[Data entries]
use chrono::Utc;
use sea_orm::{
    ActiveValue, DatabaseTransaction, QueryFilter, QueryOrder, TransactionTrait, prelude::*,
};
use uuid::Uuid;

use crate::{EngineError, ResultEngine, Tag, TagNew, TagPatch, tags, util};

use super::{Engine, access::scope_condition, with_tx};

const MAX_TAG_NAME_LEN: usize = 50;

impl Engine {
    pub async fn create_tag(&self, actor: Uuid, new: TagNew) -> ResultEngine<Tag> {
        let name = util::normalize_required_name(&new.name, "tag", MAX_TAG_NAME_LEN)?;
        with_tx!(self, |db_tx| {
            let (_, scope) = self.actor_scope(&db_tx, actor).await?;
            let family_id = self
                .creation_family(&db_tx, actor, scope, new.family_id)
                .await?;
            self.ensure_tag_name_free(&db_tx, actor, family_id, &name, None)
                .await?;

            let model = tags::ActiveModel {
                id: ActiveValue::Set(Uuid::new_v4()),
                user_id: ActiveValue::Set(actor),
                family_id: ActiveValue::Set(family_id),
                name: ActiveValue::Set(name),
                color: ActiveValue::Set(util::normalize_optional_text(new.color)),
                created_at: ActiveValue::Set(Utc::now()),
            }
            .insert(&db_tx)
            .await?;
            Ok(Tag::from(model))
        })
    }

    pub async fn list_tags(&self, actor: Uuid) -> ResultEngine<Vec<Tag>> {
        with_tx!(self, |db_tx| {
            let (_, scope) = self.actor_scope(&db_tx, actor).await?;
            let tags = tags::Entity::find()
                .filter(scope_condition::<tags::Entity>(scope))
                .order_by_asc(tags::Column::Name)
                .all(&db_tx)
                .await?
                .into_iter()
                .map(Tag::from)
                .collect();
            Ok(tags)
        })
    }

    pub async fn get_tag(&self, actor: Uuid, tag_id: Uuid) -> ResultEngine<Tag> {
        with_tx!(self, |db_tx| {
            let model = self.require_tag_read(&db_tx, actor, tag_id).await?;
            Ok(Tag::from(model))
        })
    }

    pub async fn update_tag(
        &self,
        actor: Uuid,
        tag_id: Uuid,
        mut patch: TagPatch,
    ) -> ResultEngine<Tag> {
        if let Some(name) = patch.name.take() {
            patch.name = Some(util::normalize_required_name(
                &name,
                "tag",
                MAX_TAG_NAME_LEN,
            )?);
        }
        patch.color = patch.color.map(util::normalize_optional_text);

        with_tx!(self, |db_tx| {
            let model = self.require_tag_write(&db_tx, actor, tag_id).await?;
            let mut tag = Tag::from(model);
            patch.apply(&mut tag);
            self.ensure_tag_name_free(
                &db_tx,
                tag.user_id,
                tag.family_id,
                &tag.name,
                Some(tag.id),
            )
            .await?;

            let model = tags::ActiveModel {
                id: ActiveValue::Unchanged(tag.id),
                name: ActiveValue::Set(tag.name),
                color: ActiveValue::Set(tag.color),
                ..Default::default()
            }
            .update(&db_tx)
            .await?;
            Ok(Tag::from(model))
        })
    }

    /// Deleting a tag detaches it from every transaction.
    pub async fn delete_tag(&self, actor: Uuid, tag_id: Uuid) -> ResultEngine<()> {
        with_tx!(self, |db_tx| {
            self.require_tag_write(&db_tx, actor, tag_id).await?;
            tags::Entity::delete_by_id(tag_id).exec(&db_tx).await?;
            Ok(())
        })
    }

    async fn ensure_tag_name_free(
        &self,
        db: &DatabaseTransaction,
        user_id: Uuid,
        family_id: Option<Uuid>,
        name: &str,
        exclude: Option<Uuid>,
    ) -> ResultEngine<()> {
        let mut query = tags::Entity::find()
            .filter(tags::Column::UserId.eq(user_id))
            .filter(tags::Column::Name.eq(name));
        query = match family_id {
            Some(family_id) => query.filter(tags::Column::FamilyId.eq(family_id)),
            None => query.filter(tags::Column::FamilyId.is_null()),
        };
        if let Some(exclude) = exclude {
            query = query.filter(tags::Column::Id.ne(exclude));
        }
        if query.one(db).await?.is_some() {
            return Err(EngineError::ExistingKey(name.to_string()));
        }
        Ok(())
    }
}
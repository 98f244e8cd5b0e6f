#![allow(dead_code)]

use std::sync::{Arc, Mutex};

use chrono::NaiveDate;
use sea_orm::{Database, DatabaseConnection};

use engine::{
    Category, CategoryType, Currency, Engine, InviteNotice, InviteNotifier, Money, PaymentMethod,
    Transaction, TransactionNew, TransactionType, User,
};
use migration::MigratorTrait;
use uuid::Uuid;

/// Keeps every invite notice instead of mailing it.
#[derive(Debug, Default)]
pub struct RecordingNotifier {
    pub sent: Mutex<Vec<InviteNotice>>,
}

impl InviteNotifier for RecordingNotifier {
    fn notify_invite<'a>(&'a self, notice: &'a InviteNotice) -> engine::NotifyFuture<'a> {
        Box::pin(async move {
            self.sent.lock().unwrap().push(notice.clone());
            true
        })
    }
}

pub async fn engine_with_db() -> (Engine, DatabaseConnection, Arc<RecordingNotifier>) {
    let db = Database::connect("sqlite::memory:").await.unwrap();
    migration::Migrator::up(&db, None).await.unwrap();
    let notifier = Arc::new(RecordingNotifier::default());
    let engine = Engine::builder()
        .database(db.clone())
        .notifier(notifier.clone())
        .build()
        .await
        .unwrap();
    engine.seed_system_categories().await.unwrap();
    engine.seed_merchant_categories().await.unwrap();
    (engine, db, notifier)
}

pub async fn register(engine: &Engine, email: &str) -> User {
    engine
        .register_user(email, "Test User", "correct horse", Some(Currency::Inr))
        .await
        .unwrap()
}

pub fn date(y: i32, m: u32, d: u32) -> NaiveDate {
    NaiveDate::from_ymd_opt(y, m, d).unwrap()
}

pub fn rupees(major: i64) -> Money {
    Money::new(major * 100)
}

pub async fn system_category(engine: &Engine, actor: Uuid, name: &str) -> Category {
    engine
        .list_categories(actor, Some(CategoryType::Expense))
        .await
        .unwrap()
        .into_iter()
        .find(|category| category.name == name)
        .unwrap()
}

pub fn expense(category_id: Uuid, amount: Money, t_date: NaiveDate) -> TransactionNew {
    TransactionNew {
        family_id: None,
        amount,
        currency: None,
        transaction_type: TransactionType::Expense,
        payment_method: PaymentMethod::Upi,
        category_id,
        subcategory_id: None,
        payee: None,
        merchant_type: None,
        mcc_code: None,
        t_date,
        notes: None,
        credit_source_id: None,
        is_paid: None,
        payment_due_date: None,
        tag_ids: Vec::new(),
    }
}

pub async fn spend(
    engine: &Engine,
    actor: Uuid,
    category_id: Uuid,
    amount: Money,
    t_date: NaiveDate,
) -> Transaction {
    engine
        .create_transaction(actor, expense(category_id, amount, t_date))
        .await
        .unwrap()
}
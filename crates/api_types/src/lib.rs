//! Request bodies and query strings of the HTTP API.
//!
//! Amounts are integer minor units (`*_minor`). Enum-like values travel as
//! snake_case strings and are validated by the server. Update bodies use
//! `Option<Option<T>>` for nullable fields: a missing key leaves the field
//! alone, an explicit `null` clears it.

use chrono::NaiveDate;
use serde::{Deserialize, Deserializer, Serialize};
use uuid::Uuid;

/// Distinguishes `"field": null` (`Some(None)`) from a missing field (`None`).
pub fn double_option<'de, T, D>(deserializer: D) -> Result<Option<Option<T>>, D::Error>
where
    T: Deserialize<'de>,
    D: Deserializer<'de>,
{
    Option::<T>::deserialize(deserializer).map(Some)
}

/// `?page=&page_size=`, shared by paged listings.
#[derive(Clone, Copy, Debug, Default, Serialize, Deserialize)]
pub struct Paging {
    pub page: Option<u64>,
    pub page_size: Option<u64>,
}

pub mod user {
    use super::*;

    #[derive(Debug, Serialize, Deserialize)]
    pub struct RegisterUser {
        pub email: String,
        pub full_name: String,
        pub password: String,
        pub default_currency: Option<String>,
    }

    #[derive(Debug, Default, Serialize, Deserialize)]
    pub struct ProfileUpdate {
        pub full_name: Option<String>,
        pub default_currency: Option<String>,
    }

    /// Resolved scope of the caller.
    #[derive(Debug, Serialize, Deserialize)]
    pub struct ScopeView {
        /// `personal` or `family`.
        pub kind: String,
        pub user_id: Uuid,
        pub family_id: Option<Uuid>,
    }
}

pub mod family {
    use super::*;

    /// Which personal records move into a family, and the transaction date
    /// window (inclusive).
    #[derive(Clone, Debug, Default, Serialize, Deserialize)]
    pub struct ImportRequest {
        #[serde(default)]
        pub transactions: bool,
        #[serde(default)]
        pub budgets: bool,
        #[serde(default)]
        pub credit_sources: bool,
        #[serde(default)]
        pub assets: bool,
        #[serde(default)]
        pub income_streams: bool,
        #[serde(default)]
        pub goals: bool,
        #[serde(default)]
        pub tags: bool,
        pub from_date: Option<NaiveDate>,
        pub to_date: Option<NaiveDate>,
    }

    #[derive(Debug, Serialize, Deserialize)]
    pub struct FamilyNew {
        pub name: String,
        pub import: Option<ImportRequest>,
    }

    #[derive(Debug, Serialize, Deserialize)]
    pub struct FamilyRename {
        pub name: String,
    }

    /// `admin`, `member` or `viewer`.
    #[derive(Debug, Serialize, Deserialize)]
    pub struct MemberRoleUpdate {
        pub role: String,
    }

    #[derive(Debug, Serialize, Deserialize)]
    pub struct InviteNew {
        pub email: String,
        pub role: String,
    }
}

pub mod budget {
    use super::*;

    #[derive(Clone, Debug, Serialize, Deserialize)]
    pub struct AllocationInput {
        pub category_id: Uuid,
        pub allocated_minor: i64,
    }

    #[derive(Debug, Serialize, Deserialize)]
    pub struct BudgetNew {
        pub name: String,
        pub family_id: Option<Uuid>,
        pub period_start: NaiveDate,
        pub period_end: NaiveDate,
        pub total_budget_minor: Option<i64>,
        pub needs_budget_minor: Option<i64>,
        pub wants_budget_minor: Option<i64>,
        pub savings_budget_minor: Option<i64>,
        pub alert_threshold_percent: Option<u8>,
        pub is_active: Option<bool>,
        #[serde(default)]
        pub category_allocations: Vec<AllocationInput>,
    }

    #[derive(Debug, Default, Serialize, Deserialize)]
    pub struct BudgetUpdate {
        pub name: Option<String>,
        pub period_start: Option<NaiveDate>,
        pub period_end: Option<NaiveDate>,
        #[serde(default, deserialize_with = "double_option")]
        pub total_budget_minor: Option<Option<i64>>,
        #[serde(default, deserialize_with = "double_option")]
        pub needs_budget_minor: Option<Option<i64>>,
        #[serde(default, deserialize_with = "double_option")]
        pub wants_budget_minor: Option<Option<i64>>,
        #[serde(default, deserialize_with = "double_option")]
        pub savings_budget_minor: Option<Option<i64>>,
        pub alert_threshold_percent: Option<u8>,
        pub is_active: Option<bool>,
        /// Replaces every allocation when present.
        pub category_allocations: Option<Vec<AllocationInput>>,
    }

    #[derive(Debug, Default, Serialize, Deserialize)]
    pub struct BudgetList {
        pub is_active: Option<bool>,
        pub page: Option<u64>,
        pub page_size: Option<u64>,
    }

    /// Day to look up; defaults to today (UTC).
    #[derive(Debug, Default, Serialize, Deserialize)]
    pub struct ActiveBudgetQuery {
        pub date: Option<NaiveDate>,
    }
}

pub mod transaction {
    use super::*;

    #[derive(Debug, Serialize, Deserialize)]
    pub struct TransactionNew {
        pub family_id: Option<Uuid>,
        pub amount_minor: i64,
        pub currency: Option<String>,
        pub transaction_type: String,
        pub payment_method: String,
        pub category_id: Uuid,
        pub subcategory_id: Option<Uuid>,
        pub payee: Option<String>,
        pub merchant_type: Option<String>,
        pub mcc_code: Option<String>,
        pub t_date: NaiveDate,
        pub notes: Option<String>,
        pub credit_source_id: Option<Uuid>,
        pub is_paid: Option<bool>,
        pub payment_due_date: Option<NaiveDate>,
        #[serde(default)]
        pub tag_ids: Vec<Uuid>,
    }

    #[derive(Debug, Default, Serialize, Deserialize)]
    pub struct TransactionUpdate {
        pub amount_minor: Option<i64>,
        pub currency: Option<String>,
        pub transaction_type: Option<String>,
        pub payment_method: Option<String>,
        pub category_id: Option<Uuid>,
        #[serde(default, deserialize_with = "double_option")]
        pub subcategory_id: Option<Option<Uuid>>,
        #[serde(default, deserialize_with = "double_option")]
        pub payee: Option<Option<String>>,
        #[serde(default, deserialize_with = "double_option")]
        pub merchant_type: Option<Option<String>>,
        #[serde(default, deserialize_with = "double_option")]
        pub mcc_code: Option<Option<String>>,
        pub t_date: Option<NaiveDate>,
        #[serde(default, deserialize_with = "double_option")]
        pub notes: Option<Option<String>>,
        #[serde(default, deserialize_with = "double_option")]
        pub credit_source_id: Option<Option<Uuid>>,
        pub is_paid: Option<bool>,
        #[serde(default, deserialize_with = "double_option")]
        pub payment_due_date: Option<Option<NaiveDate>>,
        pub tag_ids: Option<Vec<Uuid>>,
    }

    #[derive(Debug, Default, Serialize, Deserialize)]
    pub struct TransactionList {
        pub start_date: Option<NaiveDate>,
        pub end_date: Option<NaiveDate>,
        pub transaction_type: Option<String>,
        pub category_id: Option<Uuid>,
        pub payment_method: Option<String>,
        pub search: Option<String>,
        pub page: Option<u64>,
        pub page_size: Option<u64>,
    }

    #[derive(Debug, Default, Serialize, Deserialize)]
    pub struct SummaryQuery {
        pub start_date: Option<NaiveDate>,
        pub end_date: Option<NaiveDate>,
    }
}

pub mod category {
    use super::*;

    #[derive(Debug, Serialize, Deserialize)]
    pub struct CategoryNew {
        pub name: String,
        pub parent_category_id: Option<Uuid>,
        pub category_type: String,
        pub budget_classification: Option<String>,
        pub icon: Option<String>,
        pub color: Option<String>,
        pub display_order: Option<i32>,
    }

    #[derive(Debug, Default, Serialize, Deserialize)]
    pub struct CategoryUpdate {
        pub name: Option<String>,
        #[serde(default, deserialize_with = "double_option")]
        pub budget_classification: Option<Option<String>>,
        #[serde(default, deserialize_with = "double_option")]
        pub icon: Option<Option<String>>,
        #[serde(default, deserialize_with = "double_option")]
        pub color: Option<Option<String>>,
        pub display_order: Option<i32>,
    }

    #[derive(Debug, Default, Serialize, Deserialize)]
    pub struct CategoryList {
        pub category_type: Option<String>,
    }
}

pub mod tag {
    use super::*;

    #[derive(Debug, Serialize, Deserialize)]
    pub struct TagNew {
        pub name: String,
        pub family_id: Option<Uuid>,
        pub color: Option<String>,
    }

    #[derive(Debug, Default, Serialize, Deserialize)]
    pub struct TagUpdate {
        pub name: Option<String>,
        #[serde(default, deserialize_with = "double_option")]
        pub color: Option<Option<String>>,
    }
}

pub mod credit_source {
    use super::*;

    #[derive(Debug, Serialize, Deserialize)]
    pub struct CreditSourceNew {
        pub family_id: Option<Uuid>,
        pub card_name: String,
        pub card_last4: String,
        pub card_network: String,
        pub credit_limit_minor: i64,
        pub billing_day: u8,
        pub due_day: u8,
    }

    #[derive(Debug, Default, Serialize, Deserialize)]
    pub struct CreditSourceUpdate {
        pub card_name: Option<String>,
        pub card_last4: Option<String>,
        pub card_network: Option<String>,
        pub credit_limit_minor: Option<i64>,
        pub billing_day: Option<u8>,
        pub due_day: Option<u8>,
        pub is_active: Option<bool>,
    }

    #[derive(Debug, Default, Serialize, Deserialize)]
    pub struct CreditSourceList {
        #[serde(default)]
        pub active_only: bool,
    }
}

pub mod asset {
    use super::*;

    #[derive(Debug, Serialize, Deserialize)]
    pub struct AssetNew {
        pub family_id: Option<Uuid>,
        pub asset_type: String,
        pub name: String,
        pub symbol_isin: Option<String>,
        /// Thousandths of a unit.
        pub quantity_milli: i64,
        pub purchase_price_minor: i64,
        pub current_price_minor: Option<i64>,
        pub purchase_date: Option<NaiveDate>,
        pub maturity_date: Option<NaiveDate>,
        pub interest_rate_bps: Option<i32>,
        pub risk_level: Option<String>,
        pub notes: Option<String>,
    }

    #[derive(Debug, Default, Serialize, Deserialize)]
    pub struct AssetUpdate {
        pub name: Option<String>,
        #[serde(default, deserialize_with = "double_option")]
        pub symbol_isin: Option<Option<String>>,
        pub quantity_milli: Option<i64>,
        pub purchase_price_minor: Option<i64>,
        #[serde(default, deserialize_with = "double_option")]
        pub current_price_minor: Option<Option<i64>>,
        #[serde(default, deserialize_with = "double_option")]
        pub purchase_date: Option<Option<NaiveDate>>,
        #[serde(default, deserialize_with = "double_option")]
        pub maturity_date: Option<Option<NaiveDate>>,
        #[serde(default, deserialize_with = "double_option")]
        pub interest_rate_bps: Option<Option<i32>>,
        #[serde(default, deserialize_with = "double_option")]
        pub risk_level: Option<Option<String>>,
        #[serde(default, deserialize_with = "double_option")]
        pub notes: Option<Option<String>>,
        pub is_active: Option<bool>,
    }

    #[derive(Debug, Default, Serialize, Deserialize)]
    pub struct AssetList {
        pub asset_type: Option<String>,
        pub is_active: Option<bool>,
    }

    #[derive(Debug, Serialize, Deserialize)]
    pub struct ValuationNew {
        pub valuation_date: NaiveDate,
        pub price_per_unit_minor: i64,
        pub source: Option<String>,
    }
}

pub mod income {
    use super::*;

    #[derive(Debug, Serialize, Deserialize)]
    pub struct IncomeStreamNew {
        pub family_id: Option<Uuid>,
        pub source: String,
        pub category_id: Option<Uuid>,
        pub amount_minor: i64,
        pub currency: Option<String>,
        pub frequency: String,
        pub start_date: NaiveDate,
        pub end_date: Option<NaiveDate>,
        pub is_taxable: Option<bool>,
        pub tax_rate_bps: Option<i32>,
        pub notes: Option<String>,
    }

    #[derive(Debug, Default, Serialize, Deserialize)]
    pub struct IncomeStreamUpdate {
        pub source: Option<String>,
        #[serde(default, deserialize_with = "double_option")]
        pub category_id: Option<Option<Uuid>>,
        pub amount_minor: Option<i64>,
        pub currency: Option<String>,
        pub frequency: Option<String>,
        pub start_date: Option<NaiveDate>,
        #[serde(default, deserialize_with = "double_option")]
        pub end_date: Option<Option<NaiveDate>>,
        pub is_taxable: Option<bool>,
        #[serde(default, deserialize_with = "double_option")]
        pub tax_rate_bps: Option<Option<i32>>,
        pub is_active: Option<bool>,
        #[serde(default, deserialize_with = "double_option")]
        pub notes: Option<Option<String>>,
    }

    #[derive(Debug, Default, Serialize, Deserialize)]
    pub struct IncomeStreamList {
        pub is_active: Option<bool>,
        pub frequency: Option<String>,
    }
}

pub mod goal {
    use super::*;

    #[derive(Debug, Serialize, Deserialize)]
    pub struct GoalNew {
        pub family_id: Option<Uuid>,
        pub goal_name: String,
        pub goal_type: String,
        pub target_amount_minor: i64,
        pub current_amount_minor: Option<i64>,
        pub target_date: Option<NaiveDate>,
        pub priority: Option<String>,
        pub notes: Option<String>,
    }

    #[derive(Debug, Default, Serialize, Deserialize)]
    pub struct GoalUpdate {
        pub goal_name: Option<String>,
        pub goal_type: Option<String>,
        pub target_amount_minor: Option<i64>,
        pub current_amount_minor: Option<i64>,
        #[serde(default, deserialize_with = "double_option")]
        pub target_date: Option<Option<NaiveDate>>,
        pub priority: Option<String>,
        pub status: Option<String>,
        #[serde(default, deserialize_with = "double_option")]
        pub notes: Option<Option<String>>,
    }

    #[derive(Debug, Default, Serialize, Deserialize)]
    pub struct GoalList {
        pub status: Option<String>,
    }
}

#[cfg(test)]
mod tests {
    use super::*;

    #[test]
    fn null_clears_and_missing_keeps() {
        let update: transaction::TransactionUpdate =
            serde_json::from_str(r#"{"notes": null, "amount_minor": 500}"#).unwrap();
        assert_eq!(update.notes, Some(None));
        assert_eq!(update.payee, None);
        assert_eq!(update.amount_minor, Some(500));
    }

    #[test]
    fn import_flags_default_to_false() {
        let import: family::ImportRequest =
            serde_json::from_str(r#"{"transactions": true}"#).unwrap();
        assert!(import.transactions);
        assert!(!import.budgets);
        assert_eq!(import.from_date, None);
    }
}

## ACTIVITY
Among the records, find all lines that include the string "TransactionUpdate" and return them.

## REPLY
    pub struct TransactionUpdate {
        let update: transaction::TransactionUpdate =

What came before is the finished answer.